Aiswarya Yalamanchi, Shivaprasad Channabasappa, Anish Kolly, Sridevi Atluri, Anupam Biswas, Amit Goel
Department of Endocrinology, Vydehi Institute of Medical Sciences and Research Centre, Bangalore, India.
Diabetes Metab Syndr Obes. 2019 May 22;12:779-788. doi: 10.2147/DMSO.S204254. eCollection 2019.

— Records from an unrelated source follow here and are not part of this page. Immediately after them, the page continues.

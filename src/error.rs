//! Error types for the cache server and client
//!
//! Provides unified error handling using thiserror.

use thiserror::Error;

// == Cache Error Enum ==
/// Unified error type for the cache engine, wire protocol and client.
///
/// A missing key is not an error: GET and HAS report it as a normal outcome.
#[derive(Error, Debug)]
pub enum CacheError {
    /// SET value is longer than the largest configured size class
    #[error("value too large: {len} bytes exceeds maximum of {max}")]
    ValueTooLarge { len: usize, max: usize },

    /// No size class accepts a value of this length
    #[error("no size class for value of {0} bytes")]
    NoSizeClass(usize),

    /// Request had the wrong shape at the protocol layer
    #[error("malformed request: {0}")]
    MalformedRequest(String),

    /// Client gave up after exhausting its connection attempts
    #[error("connection to {addr} failed after {attempts} attempts")]
    ConnectionFailed { addr: String, attempts: u32 },

    /// Client operation issued before `connect` or after `end`
    #[error("client is not connected")]
    NotConnected,

    /// Server sent something the client could not interpret
    #[error("unexpected response: {0}")]
    UnexpectedResponse(String),

    /// Error status reported by the server for a single request
    #[error("server error: {0}")]
    Server(String),

    /// Configuration rejected at startup
    #[error("invalid configuration: {0}")]
    InvalidConfig(String),

    /// Network failure mid-operation
    #[error("I/O failure: {0}")]
    Io(#[from] std::io::Error),
}

// == Result Type Alias ==
/// Convenience Result type for the cache server.
pub type Result<T> = std::result::Result<T, CacheError>;
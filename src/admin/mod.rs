//! Admin Module
//!
//! Optional HTTP surface for health checks and cache statistics.
//!
//! # Endpoints
//! - `GET /health` - Liveness check
//! - `GET /stats` - Engine-wide and per size-class statistics

pub mod handlers;
pub mod routes;

pub use handlers::*;
pub use routes::create_router;

use std::net::SocketAddr;
use std::sync::Arc;

use tokio::sync::oneshot;
use tokio::task::JoinHandle;
use tracing::{error, info, warn};

use crate::cache::CacheEngine;
use crate::error::Result;

/// Handle returned by [`start`] for shutdown coordination.
pub struct AdminHandle {
    local_addr: SocketAddr,
    shutdown_tx: oneshot::Sender<()>,
    join_handle: JoinHandle<()>,
}

impl AdminHandle {
    pub fn local_addr(&self) -> SocketAddr {
        self.local_addr
    }

    /// Signals the admin server to shut down and waits for it to finish.
    pub async fn shutdown(self) {
        let _ = self.shutdown_tx.send(());
        if let Err(e) = self.join_handle.await {
            warn!("Admin server task ended abnormally: {}", e);
        }
    }
}

/// Binds the admin listener and serves it on a background task.
pub async fn start(addr: SocketAddr, engine: Arc<CacheEngine>) -> Result<AdminHandle> {
    let listener = tokio::net::TcpListener::bind(addr).await?;
    let local_addr = listener.local_addr()?;
    let app = create_router(AppState::new(engine));
    let (shutdown_tx, shutdown_rx) = oneshot::channel::<()>();

    let join_handle = tokio::spawn(async move {
        info!("Admin server listening on http://{}", local_addr);

        let result = axum::serve(listener, app)
            .with_graceful_shutdown(async {
                let _ = shutdown_rx.await;
            })
            .await;

        if let Err(e) = result {
            error!("Admin server error: {}", e);
        }
    });

    Ok(AdminHandle {
        local_addr,
        shutdown_tx,
        join_handle,
    })
}
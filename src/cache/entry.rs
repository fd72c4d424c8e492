//! Cache Entry Module
//!
//! Defines the structure for individual cache entries with TTL support.

use std::time::{SystemTime, UNIX_EPOCH};

use bytes::Bytes;

// == Cache Entry ==
/// Represents a single cache entry with value and expiration metadata.
#[derive(Debug, Clone)]
pub struct CacheEntry {
    /// The stored value
    pub value: Bytes,
    /// Expiration timestamp (Unix milliseconds), None = no expiration
    pub expires_at: Option<u64>,
}

impl CacheEntry {
    // == Constructor ==
    /// Creates a new cache entry expiring `ttl_seconds` from now.
    ///
    /// A TTL of zero means the entry never expires.
    pub fn new(value: Bytes, ttl_seconds: u32) -> Self {
        let expires_at = match ttl_seconds {
            0 => None,
            ttl => Some(current_timestamp_ms() + u64::from(ttl) * 1000),
        };

        Self { value, expires_at }
    }

    // == Is Expired ==
    /// Checks if the entry has expired.
    ///
    /// An entry is expired once the current time is greater than or equal to
    /// its expiration time.
    pub fn is_expired(&self) -> bool {
        self.is_expired_at(current_timestamp_ms())
    }

    /// Checks expiration against a caller-supplied clock reading, so a sweep
    /// pass judges every entry against the same instant.
    pub fn is_expired_at(&self, now_ms: u64) -> bool {
        matches!(self.expires_at, Some(expires) if now_ms >= expires)
    }

    // == Time To Live ==
    /// Returns remaining TTL in milliseconds, or None if no expiration is set.
    pub fn ttl_remaining_ms(&self) -> Option<u64> {
        self.expires_at
            .map(|expires| expires.saturating_sub(current_timestamp_ms()))
    }
}

// == Utility Functions ==
/// Returns current Unix timestamp in milliseconds.
///
/// A clock set before the epoch reads as zero rather than panicking.
pub fn current_timestamp_ms() -> u64 {
    SystemTime::now()
        .duration_since(UNIX_EPOCH)
        .map(|d| d.as_millis() as u64)
        .unwrap_or(0)
}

Fibrocalculous pancreatic diabetes (FCPD) is a secondary form of diabetes seen in patients with tropical chronic pancreatitis. Insulin deficiency plays a major role in the etiopathogenesis of FCPD. Limited data suggest a possible role of insulin resistance (IR) in the pathogenesis of FCPD. Sparse data exist on measures of insulin sensitivity (IS) and secretion in patients with FCPD and its comparison to type 2 diabetes mellitus (T2D) patients. Eighty patients with FCPD, 36 patients with T2D and 36 healthy subjects were included. A 75 g oral glucose tolerance test (OGTT) was performed in the morning after an overnight fast. We evaluated IS and secretion using indices derived from fasting (homeostasis model assessment of insulin resistance [HOMA-IR], quantitative insulin sensitivity check index [QUICKI] and homeostasis model assessment of beta-cell function [HOMA-ß]) and OGTT (Matsuda, insulin sensitivity index by Kanauchi [ISI-K], oral glucose insulin sensitivity index [OGIS], Stumvoll, insulinogenic index and oral disposition index [ODI]) measurements of glucose and insulin. HOMA-IR was significantly higher and QUICKI significantly lower in patients with FCPD and T2D than in healthy controls (<0.001). Matsuda, ISI-K, OGIS and Stumvoll were significantly lower in patients with FCPD and T2D than in healthy controls (<0.001), indicating reduced IS in both FCPD and T2D patients. HOMA-ß, insulinogenic index and ODI were significantly lower in patients with FCPD and T2D compared to healthy controls (<0.001). FCPD is associated with reduced IS as assessed by fasting and OGTT-based indices. FCPD is also associated with a greater degree of impairment in insulin secretion than in T2D. IR may play a role in the pathogenesis of FCPD.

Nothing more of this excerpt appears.